**Records to process**.
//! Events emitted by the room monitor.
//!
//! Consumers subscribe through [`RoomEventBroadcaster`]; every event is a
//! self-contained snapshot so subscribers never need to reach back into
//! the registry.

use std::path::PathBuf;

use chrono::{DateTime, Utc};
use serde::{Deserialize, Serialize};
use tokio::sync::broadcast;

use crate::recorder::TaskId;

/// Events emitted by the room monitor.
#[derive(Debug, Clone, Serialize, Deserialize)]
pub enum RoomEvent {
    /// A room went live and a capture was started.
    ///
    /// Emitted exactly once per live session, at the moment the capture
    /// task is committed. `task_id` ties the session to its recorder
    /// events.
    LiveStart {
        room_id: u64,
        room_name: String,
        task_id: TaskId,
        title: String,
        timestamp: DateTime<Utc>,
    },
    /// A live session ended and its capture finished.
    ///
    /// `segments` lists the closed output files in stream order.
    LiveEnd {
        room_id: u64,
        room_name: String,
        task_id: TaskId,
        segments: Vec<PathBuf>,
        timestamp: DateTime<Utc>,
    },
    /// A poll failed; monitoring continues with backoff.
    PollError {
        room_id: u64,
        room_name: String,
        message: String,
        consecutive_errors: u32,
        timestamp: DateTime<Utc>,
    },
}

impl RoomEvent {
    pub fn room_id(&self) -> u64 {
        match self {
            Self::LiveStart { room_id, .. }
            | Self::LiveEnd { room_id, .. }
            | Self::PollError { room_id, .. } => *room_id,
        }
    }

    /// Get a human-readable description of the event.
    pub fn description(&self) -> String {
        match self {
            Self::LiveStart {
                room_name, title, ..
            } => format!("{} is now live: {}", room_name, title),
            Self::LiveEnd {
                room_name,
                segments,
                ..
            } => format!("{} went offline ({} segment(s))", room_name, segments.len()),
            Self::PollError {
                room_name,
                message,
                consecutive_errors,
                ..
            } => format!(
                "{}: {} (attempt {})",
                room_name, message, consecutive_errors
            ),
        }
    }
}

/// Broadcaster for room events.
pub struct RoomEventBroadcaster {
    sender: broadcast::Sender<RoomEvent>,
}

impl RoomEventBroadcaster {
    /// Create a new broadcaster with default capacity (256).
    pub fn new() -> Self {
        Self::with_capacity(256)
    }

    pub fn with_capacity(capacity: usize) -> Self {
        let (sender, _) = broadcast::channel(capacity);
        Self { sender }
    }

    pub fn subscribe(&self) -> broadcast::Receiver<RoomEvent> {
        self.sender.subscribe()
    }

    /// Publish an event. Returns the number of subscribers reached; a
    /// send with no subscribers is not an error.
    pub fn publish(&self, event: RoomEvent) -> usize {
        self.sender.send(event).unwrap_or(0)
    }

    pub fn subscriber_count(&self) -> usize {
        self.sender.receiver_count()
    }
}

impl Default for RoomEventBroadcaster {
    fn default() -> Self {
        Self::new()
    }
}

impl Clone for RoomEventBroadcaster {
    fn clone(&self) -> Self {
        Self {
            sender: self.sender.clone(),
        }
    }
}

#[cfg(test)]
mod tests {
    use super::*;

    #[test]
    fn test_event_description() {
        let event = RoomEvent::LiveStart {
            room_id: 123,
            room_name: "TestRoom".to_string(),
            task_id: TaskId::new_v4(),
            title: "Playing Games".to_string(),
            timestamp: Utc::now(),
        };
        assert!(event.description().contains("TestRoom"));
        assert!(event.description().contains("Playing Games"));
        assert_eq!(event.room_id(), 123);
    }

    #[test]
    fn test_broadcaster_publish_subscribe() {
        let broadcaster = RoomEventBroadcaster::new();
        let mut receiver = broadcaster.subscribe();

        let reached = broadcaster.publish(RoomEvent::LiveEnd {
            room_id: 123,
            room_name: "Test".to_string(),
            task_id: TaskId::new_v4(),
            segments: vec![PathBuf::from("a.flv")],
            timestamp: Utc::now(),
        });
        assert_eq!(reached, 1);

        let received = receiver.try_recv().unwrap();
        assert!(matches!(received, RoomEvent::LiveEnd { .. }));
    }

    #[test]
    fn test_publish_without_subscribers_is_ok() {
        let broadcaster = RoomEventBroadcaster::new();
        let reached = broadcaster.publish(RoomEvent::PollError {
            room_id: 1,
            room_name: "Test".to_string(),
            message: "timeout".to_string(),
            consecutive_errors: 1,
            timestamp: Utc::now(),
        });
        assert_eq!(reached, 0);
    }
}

**Exercise description**. Report how many lines of the preceding records include "title". Output the number only.

**Output of the exercise**. 4